(Stored items)
───
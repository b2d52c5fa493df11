use serde::Deserialize;

use crate::constants::*;

/// Application configuration with sensible defaults.
///
/// Can be overridden via ~/.config/vigil/config.toml
#[derive(Debug, Clone)]
pub struct Config {
    /// AI query service base URL.
    pub ai_query_url: String,
    /// Threat-intel service base URL.
    pub threat_intel_url: String,
    /// External analytics dashboard URL (opened in a browser, not embedded).
    pub dashboard_url: String,
    /// Outbound request timeout in seconds.
    pub request_timeout_secs: u64,
    /// Theme name (built-in or custom).
    pub theme: String,
    /// UI language.
    pub lang: String,
}

impl Default for Config {
    fn default() -> Self {
        Self {
            ai_query_url: DEFAULT_AI_QUERY_URL.to_string(),
            threat_intel_url: DEFAULT_THREAT_INTEL_URL.to_string(),
            dashboard_url: DEFAULT_DASHBOARD_URL.to_string(),
            request_timeout_secs: DEFAULT_REQUEST_TIMEOUT_SECS,
            theme: "default".to_string(),
            lang: "en".to_string(),
        }
    }
}

/// TOML-deserializable config file format.
/// All fields are optional — missing fields use defaults.
#[derive(Debug, Deserialize, Default)]
#[serde(default)]
struct FileConfig {
    ai_query_url: Option<String>,
    threat_intel_url: Option<String>,
    dashboard_url: Option<String>,
    request_timeout_secs: Option<u64>,
    theme: Option<String>,
    lang: Option<String>,
}

impl Config {
    /// Load config from ~/.config/vigil/config.toml, falling back to defaults
    /// for any missing fields. If the file doesn't exist, returns pure defaults.
    pub fn load() -> Self {
        let config_path = crate::constants::config_file_path();
        let content = match std::fs::read_to_string(&config_path) {
            Ok(c) => c,
            Err(_) => return Config::default(), // No config file — use defaults
        };

        let file_config: FileConfig = match toml::from_str(&content) {
            Ok(fc) => fc,
            Err(e) => {
                eprintln!(
                    "Warning: Failed to parse {}: {}. Using defaults.",
                    config_path.display(),
                    e
                );
                return Config::default();
            }
        };

        Config::merged(file_config)
    }

    /// Merge file values over defaults, trimming and clamping where needed.
    fn merged(file_config: FileConfig) -> Self {
        let mut config = Config::default();

        if let Some(v) = file_config.ai_query_url {
            if !v.is_empty() {
                config.ai_query_url = v.trim_end_matches('/').to_string();
            }
        }
        if let Some(v) = file_config.threat_intel_url {
            if !v.is_empty() {
                config.threat_intel_url = v.trim_end_matches('/').to_string();
            }
        }
        if let Some(v) = file_config.dashboard_url {
            if !v.is_empty() {
                config.dashboard_url = v;
            }
        }
        if let Some(v) = file_config.request_timeout_secs {
            config.request_timeout_secs = v.max(MIN_REQUEST_TIMEOUT_SECS);
        }
        if let Some(v) = file_config.theme {
            if !v.is_empty() {
                config.theme = v;
            }
        }
        if let Some(v) = file_config.lang {
            if !v.is_empty() {
                config.lang = v;
            }
        }

        config
    }
}

#[cfg(test)]
mod tests {
    use super::*;

    #[test]
    fn empty_file_config_uses_defaults() {
        let config = Config::merged(FileConfig::default());
        assert_eq!(config.ai_query_url, DEFAULT_AI_QUERY_URL);
        assert_eq!(config.threat_intel_url, DEFAULT_THREAT_INTEL_URL);
        assert_eq!(config.request_timeout_secs, DEFAULT_REQUEST_TIMEOUT_SECS);
        assert_eq!(config.theme, "default");
    }

    #[test]
    fn file_values_override_defaults() {
        let fc: FileConfig = toml::from_str(
            r#"
            ai_query_url = "http://ai.internal:9000"
            threat_intel_url = "http://ti.internal:9100"
            theme = "nord"
            "#,
        )
        .unwrap();
        let config = Config::merged(fc);
        assert_eq!(config.ai_query_url, "http://ai.internal:9000");
        assert_eq!(config.threat_intel_url, "http://ti.internal:9100");
        assert_eq!(config.theme, "nord");
        // Untouched fields keep defaults
        assert_eq!(config.dashboard_url, DEFAULT_DASHBOARD_URL);
    }

    #[test]
    fn trailing_slash_stripped_from_service_urls() {
        let fc: FileConfig = toml::from_str(r#"ai_query_url = "http://ai:9000/""#).unwrap();
        let config = Config::merged(fc);
        assert_eq!(config.ai_query_url, "http://ai:9000");
    }

    #[test]
    fn timeout_clamped_to_minimum() {
        let fc: FileConfig = toml::from_str("request_timeout_secs = 0").unwrap();
        let config = Config::merged(fc);
        assert_eq!(config.request_timeout_secs, MIN_REQUEST_TIMEOUT_SECS);
    }

    #[test]
    fn empty_strings_ignored() {
        let fc: FileConfig = toml::from_str(r#"theme = """#).unwrap();
        let config = Config::merged(fc);
        assert_eq!(config.theme, "default");
    }
}
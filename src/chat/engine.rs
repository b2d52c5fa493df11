//! Investigation-thread engine.
//!
//! Owns the message log and the in-flight marker. `submit` applies the
//! optimistic user append and hands back a ticket for dispatch; the network
//! layer reports back through `complete`. At most one query is in flight;
//! further submissions are rejected until the outstanding one resolves.

use crate::constants::{AI_UNREACHABLE_MESSAGE, ANSWER_FALLBACK, ASSISTANT_GREETING};
use crate::gateway::{AskResponse, Outcome};

use super::conversation::{Conversation, Message};

/// A query accepted by `submit`, ready to be dispatched to the gateway.
/// The sequence number ties the eventual completion back to this submission;
/// completions carrying any other sequence are dropped as stale.
#[derive(Debug, Clone, PartialEq, Eq)]
pub struct QueryTicket {
    pub seq: u64,
    pub prompt: String,
}

pub struct ConversationEngine {
    conversation: Conversation,
    pending: bool,
    last_error: bool,
    next_seq: u64,
    inflight: Option<u64>,
}

impl Default for ConversationEngine {
    fn default() -> Self {
        Self::new()
    }
}

impl ConversationEngine {
    /// A fresh thread, seeded with the assistant greeting.
    pub fn new() -> Self {
        let mut conversation = Conversation::new();
        conversation.push_assistant(ASSISTANT_GREETING);
        Self {
            conversation,
            pending: false,
            last_error: false,
            next_seq: 0,
            inflight: None,
        }
    }

    /// Accept a prompt for dispatch. Appends the user message immediately
    /// (it stays visible even if the call later fails) and marks the query
    /// pending. Returns `None` for blank input or while a query is in flight.
    pub fn submit(&mut self, text: &str) -> Option<QueryTicket> {
        let prompt = text.trim();
        if prompt.is_empty() || self.pending {
            return None;
        }

        self.conversation.push_user(prompt);
        self.pending = true;
        self.last_error = false;

        self.next_seq += 1;
        self.inflight = Some(self.next_seq);
        Some(QueryTicket {
            seq: self.next_seq,
            prompt: prompt.to_string(),
        })
    }

    /// Fold a completed call back into the thread. Outcomes whose sequence is
    /// not the one in flight (a late reply from before a reset, or a duplicate
    /// delivery) are ignored.
    pub fn complete(&mut self, seq: u64, outcome: Outcome<AskResponse>) {
        if self.inflight != Some(seq) {
            return;
        }
        self.inflight = None;

        match outcome {
            Ok(response) => {
                self.conversation
                    .push_assistant(response.answer.as_deref().unwrap_or(ANSWER_FALLBACK));
            }
            Err(_) => {
                self.conversation.push_assistant(AI_UNREACHABLE_MESSAGE);
                self.last_error = true;
            }
        }
        self.pending = false;
    }

    /// Start the thread over: greeting re-seeded, any in-flight ticket
    /// abandoned so its eventual completion is dropped.
    pub fn reset(&mut self) {
        self.conversation = Conversation::new();
        self.conversation.push_assistant(ASSISTANT_GREETING);
        self.pending = false;
        self.last_error = false;
        self.inflight = None;
    }

    pub fn messages(&self) -> &[Message] {
        self.conversation.messages()
    }

    pub fn pending(&self) -> bool {
        self.pending
    }

    /// Whether the most recent query failed to reach the service.
    pub fn last_error(&self) -> bool {
        self.last_error
    }
}

#[cfg(test)]
mod tests {
    use super::*;
    use crate::chat::MessageRole;
    use crate::gateway::{FailureKind, GatewayError};

    fn answer(text: &str) -> AskResponse {
        AskResponse {
            answer: Some(text.to_string()),
            intent: None,
        }
    }

    fn unreachable() -> GatewayError {
        GatewayError {
            kind: FailureKind::Unreachable,
            detail: "connection refused".to_string(),
        }
    }

    // ── Seeding ───────────────────────────────────────────────────

    #[test]
    fn thread_starts_with_the_greeting() {
        let engine = ConversationEngine::new();
        assert_eq!(engine.messages().len(), 1);
        assert_eq!(engine.messages()[0].role, MessageRole::Assistant);
        assert_eq!(engine.messages()[0].content, ASSISTANT_GREETING);
    }

    // ── submit guards ─────────────────────────────────────────────

    #[test]
    fn empty_submit_is_a_noop() {
        let mut engine = ConversationEngine::new();
        assert!(engine.submit("").is_none());
        assert!(engine.submit("   ").is_none());
        assert_eq!(engine.messages().len(), 1);
        assert!(!engine.pending());
    }

    #[test]
    fn submit_rejected_while_pending() {
        let mut engine = ConversationEngine::new();
        let first = engine.submit("who owns 1.2.3.4?").unwrap();
        assert!(engine.submit("second question").is_none());
        // Only the first user message made it into the thread
        assert_eq!(engine.messages().len(), 2);

        engine.complete(first.seq, Ok(answer("A hosting provider.")));
        assert!(!engine.pending());
        // A new submission is accepted now
        assert!(engine.submit("second question").is_some());
    }

    #[test]
    fn user_message_appended_optimistically() {
        let mut engine = ConversationEngine::new();
        engine.submit("check the proxy logs").unwrap();
        let last = engine.messages().last().unwrap();
        assert_eq!(last.role, MessageRole::User);
        assert_eq!(last.content, "check the proxy logs");
        assert!(engine.pending());
    }

    // ── Completions ───────────────────────────────────────────────

    #[test]
    fn success_appends_the_answer() {
        let mut engine = ConversationEngine::new();
        let ticket = engine.submit("summarize alerts").unwrap();
        engine.complete(ticket.seq, Ok(answer("Two critical alerts overnight.")));

        assert_eq!(engine.messages().len(), 3);
        let last = engine.messages().last().unwrap();
        assert_eq!(last.role, MessageRole::Assistant);
        assert_eq!(last.content, "Two critical alerts overnight.");
        assert!(!engine.pending());
        assert!(!engine.last_error());
    }

    #[test]
    fn missing_answer_uses_fallback_text() {
        let mut engine = ConversationEngine::new();
        let ticket = engine.submit("run enrichment").unwrap();
        engine.complete(
            ticket.seq,
            Ok(AskResponse {
                answer: None,
                intent: Some("enrich".to_string()),
            }),
        );
        assert_eq!(engine.messages().last().unwrap().content, ANSWER_FALLBACK);
    }

    #[test]
    fn failure_appends_diagnostic_and_sets_last_error() {
        let mut engine = ConversationEngine::new();
        let before = engine.messages().len();
        let ticket = engine.submit("anything").unwrap();
        engine.complete(ticket.seq, Err(unreachable()));

        // Grows by exactly two: the user message plus the diagnostic
        assert_eq!(engine.messages().len(), before + 2);
        assert_eq!(engine.messages().last().unwrap().content, AI_UNREACHABLE_MESSAGE);
        assert!(engine.last_error());
        assert!(!engine.pending());
    }

    #[test]
    fn next_submit_clears_last_error() {
        let mut engine = ConversationEngine::new();
        let ticket = engine.submit("first").unwrap();
        engine.complete(ticket.seq, Err(unreachable()));
        assert!(engine.last_error());

        engine.submit("retry").unwrap();
        assert!(!engine.last_error());
    }

    // ── Staleness guard ───────────────────────────────────────────

    #[test]
    fn stale_completion_is_dropped_after_reset() {
        let mut engine = ConversationEngine::new();
        let ticket = engine.submit("old question").unwrap();
        engine.reset();

        engine.complete(ticket.seq, Ok(answer("late reply")));
        // Only the re-seeded greeting; the late reply never lands
        assert_eq!(engine.messages().len(), 1);
        assert!(!engine.pending());
    }

    #[test]
    fn duplicate_completion_is_ignored() {
        let mut engine = ConversationEngine::new();
        let ticket = engine.submit("question").unwrap();
        engine.complete(ticket.seq, Ok(answer("reply")));
        engine.complete(ticket.seq, Ok(answer("reply again")));
        assert_eq!(engine.messages().len(), 3);
    }

    #[test]
    fn unknown_sequence_is_ignored() {
        let mut engine = ConversationEngine::new();
        engine.submit("question").unwrap();
        engine.complete(999, Ok(answer("from nowhere")));
        // Still pending on the real ticket
        assert!(engine.pending());
        assert_eq!(engine.messages().len(), 2);
    }

    // ── Ordering ──────────────────────────────────────────────────

    #[test]
    fn sequential_queries_never_interleave() {
        let mut engine = ConversationEngine::new();
        let a = engine.submit("a").unwrap();
        engine.complete(a.seq, Ok(answer("answer a")));
        let b = engine.submit("b").unwrap();
        engine.complete(b.seq, Ok(answer("answer b")));

        let contents: Vec<&str> = engine.messages().iter().map(|m| m.content.as_str()).collect();
        assert_eq!(
            contents,
            vec![ASSISTANT_GREETING, "a", "answer a", "b", "answer b"]
        );
    }

    // ── reset ─────────────────────────────────────────────────────

    #[test]
    fn reset_reseeds_the_greeting() {
        let mut engine = ConversationEngine::new();
        let ticket = engine.submit("question").unwrap();
        engine.complete(ticket.seq, Ok(answer("reply")));
        engine.reset();
        assert_eq!(engine.messages().len(), 1);
        assert_eq!(engine.messages()[0].content, ASSISTANT_GREETING);
        assert!(!engine.last_error());
    }
}
//! Investigate screen: assistant thread and input box.

use ratatui::{
    layout::{Constraint, Direction, Layout, Rect},
    style::{Modifier, Style},
    text::{Line, Span},
    widgets::{Block, Borders, Paragraph},
    Frame,
};

use crate::chat::MessageRole;
use crate::ui::state::AppState;
use crate::utils::{loading_dots, spinner_char};

use super::helpers::{input_line, key_badge, render_scrollbar};
use super::markdown::render_markdown;

pub fn render_investigate(frame: &mut Frame, area: Rect, state: &AppState) {
    let chunks = Layout::default()
        .direction(Direction::Vertical)
        .constraints([
            Constraint::Min(8),    // Thread history
            Constraint::Length(4), // Input box
        ])
        .split(area);

    render_thread(frame, chunks[0], state);
    render_input(frame, chunks[1], state);
}

fn render_thread(frame: &mut Frame, area: Rect, state: &AppState) {
    let t = &state.theme;
    let border_style = if state.conversation.pending() {
        Style::default().fg(t.ai_accent)
    } else {
        t.border_style()
    };

    let title = if state.conversation.pending() {
        let spinner = spinner_char(state.tick_count);
        t!("chat.thinking", spinner = spinner).to_string()
    } else {
        t!("chat.title").to_string()
    };

    // Connection dot mirrors the last query outcome
    let (dot, dot_style, link) = if state.conversation.last_error() {
        ("●", Style::default().fg(t.danger), t!("chat.offline"))
    } else {
        ("●", Style::default().fg(t.success), t!("chat.online"))
    };

    let block = Block::default()
        .title(Line::from(vec![
            Span::styled(
                title,
                Style::default()
                    .fg(t.ai_accent)
                    .add_modifier(Modifier::BOLD),
            ),
            Span::raw("  "),
            Span::styled(dot, dot_style),
            Span::styled(format!(" {}", link), Style::default().fg(t.text_dim)),
        ]))
        .borders(Borders::ALL)
        .border_style(border_style);

    let inner = block.inner(area);
    frame.render_widget(block, area);

    let wrap_width = inner.width.saturating_sub(4) as usize;
    let mut lines: Vec<Line> = Vec::new();

    for msg in state.conversation.messages() {
        match msg.role {
            MessageRole::User => {
                lines.push(Line::from(vec![
                    Span::styled(
                        t!("chat.you").to_string(),
                        Style::default()
                            .fg(t.bg_dark)
                            .bg(t.accent)
                            .add_modifier(Modifier::BOLD),
                    ),
                    Span::styled(
                        format!("  {}", msg.timestamp.format("%H:%M:%S")),
                        Style::default().fg(t.text_muted),
                    ),
                ]));
                for line in textwrap::wrap(&msg.content, wrap_width) {
                    lines.push(Line::from(vec![
                        Span::styled("  ", Style::default()),
                        Span::styled(line.to_string(), Style::default().fg(t.text_primary)),
                    ]));
                }
                lines.push(Line::raw(""));
            }
            MessageRole::Assistant => {
                lines.push(Line::from(vec![
                    Span::styled(
                        t!("chat.assistant").to_string(),
                        Style::default()
                            .fg(t.bg_dark)
                            .bg(t.ai_accent)
                            .add_modifier(Modifier::BOLD),
                    ),
                    Span::styled(
                        format!("  {}", msg.timestamp.format("%H:%M:%S")),
                        Style::default().fg(t.text_muted),
                    ),
                ]));
                lines.extend(render_markdown(&msg.content, wrap_width, t));
                lines.push(Line::raw(""));
            }
        }
    }

    // Pending indicator
    if state.conversation.pending() {
        let dots = loading_dots(state.tick_count);
        lines.push(Line::from(vec![Span::styled(
            format!("  {}{}", t!("chat.investigating"), dots),
            Style::default().fg(t.ai_accent),
        )]));
    }

    // Apply scrolling
    let visible_height = inner.height as usize;
    let total_lines = lines.len();
    let scroll = if state.chat_scroll > 0 {
        state
            .chat_scroll
            .min(total_lines.saturating_sub(visible_height))
    } else {
        // Auto-scroll to bottom
        total_lines.saturating_sub(visible_height)
    };

    let visible_lines: Vec<Line> = lines
        .into_iter()
        .skip(scroll)
        .take(visible_height)
        .collect();

    frame.render_widget(Paragraph::new(visible_lines), inner);

    render_scrollbar(frame, inner, total_lines, scroll);
}

fn render_input(frame: &mut Frame, area: Rect, state: &AppState) {
    let t = &state.theme;

    let border_style = if state.chat_typing && !state.conversation.pending() {
        t.border_highlight_style()
    } else {
        t.border_style()
    };

    let placeholder = if state.conversation.pending() {
        t!("chat.waiting").to_string()
    } else {
        t!("chat.placeholder").to_string()
    };

    let mut lines = vec![input_line(
        &state.chat_input,
        &placeholder,
        state.chat_typing,
        None,
        t,
    )];
    lines.push(Line::from(vec![
        Span::styled("  ", Style::default()),
        key_badge("Enter", t.accent, t),
        Span::styled(t!("key.send").to_string(), Style::default().fg(t.text_muted)),
        key_badge("Ctrl+L", t.accent, t),
        Span::styled(
            t!("key.clear_thread").to_string(),
            Style::default().fg(t.text_muted),
        ),
        key_badge("Esc", t.accent, t),
        Span::styled(t!("key.back").to_string(), Style::default().fg(t.text_muted)),
    ]));

    let input = Paragraph::new(lines).block(
        Block::default()
            .title(Span::styled(
                t!("chat.input_title").to_string(),
                Style::default().fg(t.ai_accent),
            ))
            .borders(Borders::ALL)
            .border_style(border_style),
    );
    frame.render_widget(input, area);
}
───
THE PROBLEM =
Give back the lines of the data exactly as they are written, from the first line through the line containing "query service base URL.".

ANSWER TO THE EXERCISE =
repository b2d52c5fa493df11
use serde::Deserialize;

use crate::constants::*;

/// Application configuration with sensible defaults.
///
/// Can be overridden via ~/.config/vigil/config.toml
#[derive(Debug, Clone)]
pub struct Config {
    /// AI query service base URL.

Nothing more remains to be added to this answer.